**Exercise prompt**
Determine the number of lines in the data below that hold "contains"; give nothing but that number.
----- Exercise data
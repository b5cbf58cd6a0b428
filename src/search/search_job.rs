//! Background alpha-beta search under a wall-clock budget.
//!
//! A [`SearchJob`] owns its root node until [`SearchJob::start`] moves it onto
//! a worker thread; the node comes back when the worker is joined by
//! [`SearchJob::poll`], [`SearchJob::wait`] or [`SearchJob::abort`]. The
//! caller is expected to poll once per loop iteration and never block.

use std::sync::Arc;
use std::thread::{self, JoinHandle};
use std::time::Duration;

use log::{debug, trace, warn};
use rand::seq::IndexedRandom;
use rand::Rng;

use crate::board::board::Board;
use crate::board::chess_types::Color;
use crate::move_generation::legal_move_generator::has_legal_moves;
use crate::search::alpha_beta::{alpha_beta, SearchInterrupted};
use crate::search::board_scoring::Score;
use crate::search::search_tree::{ChessNode, MinimaxNode};
use crate::search::threading::{JobStatus, SharedSearchState};

#[derive(Debug, Clone, Copy, PartialEq, Eq)]
pub struct SearchConfig {
    pub max_depth: u32,
    pub time_budget: Duration,
}

impl Default for SearchConfig {
    fn default() -> Self {
        Self {
            max_depth: 3,
            time_budget: Duration::from_secs(5),
        }
    }
}

#[derive(Debug, Clone, Copy, PartialEq, Eq)]
pub struct SearchStats {
    pub processed_nodes: u64,
    pub elapsed: Duration,
    pub max_depth: u32,
}

#[derive(Debug, Clone, PartialEq, Eq)]
pub enum SearchOutcome {
    /// One of the equally best positions reachable in one move.
    Finished(Board),
    /// The budget ran out before the search completed.
    Aborted(SearchStats),
    /// The side to move has no legal move, or the position is already over.
    NoLegalMoves,
}

type WorkerResult = (ChessNode, Result<Score, SearchInterrupted>);

pub struct SearchJob {
    color: Color,
    max_depth: u32,
    state: Arc<SharedSearchState>,
    root: Option<ChessNode>,
    root_value: Option<Score>,
    worker: Option<JoinHandle<WorkerResult>>,
}

impl SearchJob {
    /// Panics if `max_depth` is zero.
    pub fn new(board: Board, color: Color, max_depth: u32, time_budget: Duration) -> Self {
        assert!(max_depth > 0, "search depth must be at least one ply");
        let state = SharedSearchState::new();
        state.set_time_budget(Some(time_budget));
        Self {
            color,
            max_depth,
            state,
            root: Some(ChessNode::root(board, max_depth, color)),
            root_value: None,
            worker: None,
        }
    }

    #[inline]
    pub fn color(&self) -> Color {
        self.color
    }

    /// Spawns the worker and starts the clock. Does nothing unless the job is
    /// still `Created`.
    pub fn start(&mut self) {
        if self.state.status() != JobStatus::Created {
            return;
        }
        let Some(mut root) = self.root.take() else {
            return;
        };

        debug!(
            "search started for {} at depth {}",
            self.color, self.max_depth
        );
        self.state.begin();
        let state = Arc::clone(&self.state);
        self.worker = Some(thread::spawn(move || {
            let result = alpha_beta(&mut root, Score::NEG_INFINITY, Score::INFINITY, &state);
            state.finish(match result {
                Ok(_) => JobStatus::Done,
                Err(SearchInterrupted) => JobStatus::Aborted,
            });
            (root, result)
        }));
    }

    /// Non-blocking status check; collects the worker once it has finished.
    pub fn poll(&mut self) -> JobStatus {
        let status = self.state.status();
        if status.is_finished() && self.worker.is_some() {
            self.collect();
        }
        status
    }

    /// Blocks until the worker ends on its own (done or out of time).
    pub fn wait(&mut self) -> JobStatus {
        if self.worker.is_some() {
            self.collect();
        }
        self.state.status()
    }

    /// Asks the worker to stop and joins it. A job that was never started is
    /// marked aborted directly.
    pub fn abort(&mut self) -> JobStatus {
        self.state.request_stop();
        if self.state.status() == JobStatus::Created {
            self.state.finish(JobStatus::Aborted);
        }
        self.wait()
    }

    #[inline]
    pub fn status(&self) -> JobStatus {
        self.state.status()
    }

    pub fn stats(&self) -> SearchStats {
        SearchStats {
            processed_nodes: self.state.processed_nodes(),
            elapsed: self.state.elapsed(),
            max_depth: self.max_depth,
        }
    }

    /// Value of the root for a completed search.
    #[inline]
    pub fn root_value(&self) -> Option<Score> {
        self.root_value
    }

    /// Every equally best child position, in generation order. Empty unless
    /// the job is done.
    pub fn best_results(&self) -> Vec<&Board> {
        match self.finished_root() {
            Some(root) => root.best_children().iter().map(ChessNode::board).collect(),
            None => Vec::new(),
        }
    }

    /// First of the equally best child positions.
    pub fn finished_result(&self) -> Option<&Board> {
        self.finished_root()?.best_children().first().map(ChessNode::board)
    }

    /// Uniformly chosen among the equally best child positions.
    pub fn random_finished_result(&self) -> Option<&Board> {
        self.random_finished_result_with(&mut rand::rng())
    }

    pub fn random_finished_result_with<R: Rng + ?Sized>(&self, rng: &mut R) -> Option<&Board> {
        self.finished_root()?.best_children().choose(rng).map(ChessNode::board)
    }

    fn finished_root(&self) -> Option<&ChessNode> {
        if self.state.status() != JobStatus::Done {
            return None;
        }
        self.root.as_ref()
    }

    fn collect(&mut self) {
        let Some(worker) = self.worker.take() else {
            return;
        };
        let (root, result) = match worker.join() {
            Ok(joined) => joined,
            Err(panic) => std::panic::resume_unwind(panic),
        };

        let stats = self.stats();
        match result {
            Ok(value) => {
                debug!(
                    "search for {} finished: value {value:.3}, {} tied best, {} nodes in {:?}",
                    self.color,
                    root.best_children().len(),
                    stats.processed_nodes,
                    stats.elapsed
                );
                for child in root.best_children() {
                    if let Some(mv) = child.last_move() {
                        trace!("best candidate {mv}");
                    }
                }
                self.root_value = Some(value);
            }
            Err(SearchInterrupted) => {
                warn!(
                    "search for {} aborted at depth {} after {} nodes in {:?}",
                    self.color, self.max_depth, stats.processed_nodes, stats.elapsed
                );
            }
        }
        self.root = Some(root);
    }
}

impl Drop for SearchJob {
    fn drop(&mut self) {
        if let Some(worker) = self.worker.take() {
            self.state.request_stop();
            let _ = worker.join();
        }
    }
}

/// Runs a full search on the calling thread's behalf and waits for it.
pub fn find_best_move(board: Board, color: Color, max_depth: u32, time_budget: Duration) -> SearchOutcome {
    if max_depth == 0 || board.is_draw() || !has_legal_moves(color, &board) {
        return SearchOutcome::NoLegalMoves;
    }

    let mut job = SearchJob::new(board, color, max_depth, time_budget);
    job.start();
    match job.wait() {
        JobStatus::Done => match job.random_finished_result() {
            Some(best) => SearchOutcome::Finished(best.clone()),
            None => SearchOutcome::NoLegalMoves,
        },
        _ => SearchOutcome::Aborted(job.stats()),
    }
}
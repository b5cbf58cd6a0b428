//! Core piece and color types shared by the board, move generation and search.
//!
//! Color and kind are kept as separate enums; a [`Piece`] tags a tile as either
//! explicitly empty or holding one colored piece.

use std::fmt;

/// Side owning a piece.
#[derive(Debug, Clone, Copy, PartialEq, Eq, Hash)]
pub enum Color {
    White,
    Black,
}

impl Color {
    #[inline]
    pub const fn index(self) -> usize {
        match self {
            Color::White => 0,
            Color::Black => 1,
        }
    }

    #[inline]
    pub const fn opposite(self) -> Self {
        match self {
            Color::White => Color::Black,
            Color::Black => Color::White,
        }
    }
}

impl fmt::Display for Color {
    fn fmt(&self, f: &mut fmt::Formatter<'_>) -> fmt::Result {
        match self {
            Color::White => write!(f, "WHITE"),
            Color::Black => write!(f, "BLACK"),
        }
    }
}

/// Piece kind (color is represented separately).
#[derive(Debug, Clone, Copy, PartialEq, Eq, Hash)]
pub enum PieceKind {
    King,
    Queen,
    Rook,
    Bishop,
    Knight,
    Pawn,
}

impl fmt::Display for PieceKind {
    fn fmt(&self, f: &mut fmt::Formatter<'_>) -> fmt::Result {
        let name = match self {
            PieceKind::King => "KING",
            PieceKind::Queen => "QUEEN",
            PieceKind::Rook => "ROOK",
            PieceKind::Bishop => "BISHOP",
            PieceKind::Knight => "KNIGHT",
            PieceKind::Pawn => "PAWN",
        };
        f.write_str(name)
    }
}

/// Content of a single tile. `Empty` is an explicit value, never an absence.
#[derive(Debug, Clone, Copy, PartialEq, Eq, Hash, Default)]
pub enum Piece {
    #[default]
    Empty,
    Placed(Color, PieceKind),
}

impl Piece {
    #[inline]
    pub const fn new(color: Color, kind: PieceKind) -> Self {
        Piece::Placed(color, kind)
    }

    /// Color classification: `None` stands for the NONE class of an empty tile.
    #[inline]
    pub const fn color(self) -> Option<Color> {
        match self {
            Piece::Empty => None,
            Piece::Placed(color, _) => Some(color),
        }
    }

    #[inline]
    pub const fn kind(self) -> Option<PieceKind> {
        match self {
            Piece::Empty => None,
            Piece::Placed(_, kind) => Some(kind),
        }
    }

    #[inline]
    pub const fn is_empty(self) -> bool {
        matches!(self, Piece::Empty)
    }

    #[inline]
    pub fn is_color(self, color: Color) -> bool {
        self.color() == Some(color)
    }
}

impl fmt::Display for Piece {
    fn fmt(&self, f: &mut fmt::Formatter<'_>) -> fmt::Result {
        match self {
            Piece::Empty => write!(f, "NONE"),
            Piece::Placed(color, kind) => write!(f, "{color}_{kind}"),
        }
    }
}
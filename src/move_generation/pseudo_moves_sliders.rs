//! Ray-cast movement for bishops, rooks and queens.
//!
//! Each ray advances one tile at a time. Empty tiles are always destinations;
//! the first occupied tile ends the ray and is a destination only when it
//! holds an opposing piece.

use crate::board::board::Board;
use crate::board::chess_types::Color;
use crate::board::tile::Tile;
use crate::board::tile_set::TileSet;

pub const DIAGONAL_DIRECTIONS: [(i8, i8); 4] = [(1, 1), (1, -1), (-1, 1), (-1, -1)];
pub const ORTHOGONAL_DIRECTIONS: [(i8, i8); 4] = [(1, 0), (-1, 0), (0, 1), (0, -1)];

pub fn bishop_moves(board: &Board, color: Color, tile: Tile) -> TileSet {
    trace_rays(board, color, tile, &DIAGONAL_DIRECTIONS)
}

pub fn rook_moves(board: &Board, color: Color, tile: Tile) -> TileSet {
    trace_rays(board, color, tile, &ORTHOGONAL_DIRECTIONS)
}

pub fn queen_moves(board: &Board, color: Color, tile: Tile) -> TileSet {
    bishop_moves(board, color, tile).union(rook_moves(board, color, tile))
}

fn trace_rays(board: &Board, color: Color, tile: Tile, directions: &[(i8, i8)]) -> TileSet {
    let mut out = TileSet::EMPTY;
    for &(d_row, d_column) in directions {
        let mut cursor = tile.offset(d_row, d_column);
        while let Some(target) = cursor {
            match board.piece_at(target).color() {
                None => out.insert(target),
                Some(owner) => {
                    if owner != color {
                        out.insert(target);
                    }
                    break;
                }
            }
            cursor = target.offset(d_row, d_column);
        }
    }
    out
}

#[cfg(test)]
mod tests {
    use super::*;
    use crate::board::chess_types::{Piece, PieceKind};

    fn tile(code: &str) -> Tile {
        Tile::from_code(code)
    }

    #[test]
    fn rook_on_empty_board_sees_fourteen_tiles() {
        let mut board = Board::new_empty();
        board.place_piece(tile("D4"), Piece::new(Color::White, PieceKind::Rook));
        assert_eq!(rook_moves(&board, Color::White, tile("D4")).len(), 14);
        assert_eq!(bishop_moves(&board, Color::White, tile("D4")).len(), 13);
        assert_eq!(queen_moves(&board, Color::White, tile("D4")).len(), 27);
    }

    #[test]
    fn ray_stops_at_capture_and_before_own_piece() {
        let mut board = Board::new_empty();
        board.place_piece(tile("A1"), Piece::new(Color::White, PieceKind::Rook));
        board.place_piece(tile("A4"), Piece::new(Color::Black, PieceKind::Pawn));
        board.place_piece(tile("C1"), Piece::new(Color::White, PieceKind::Knight));

        let moves = rook_moves(&board, Color::White, tile("A1"));
        assert!(moves.contains(tile("A2")));
        assert!(moves.contains(tile("A4")));
        assert!(!moves.contains(tile("A5")));
        assert!(moves.contains(tile("B1")));
        assert!(!moves.contains(tile("C1")));
        assert_eq!(moves.len(), 4);
    }

    #[test]
    fn bishops_are_blocked_at_start() {
        let board = Board::new_game();
        assert!(bishop_moves(&board, Color::White, tile("C1")).is_empty());
        assert!(queen_moves(&board, Color::Black, tile("D8")).is_empty());
    }
}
----------
**Reply to the task**
5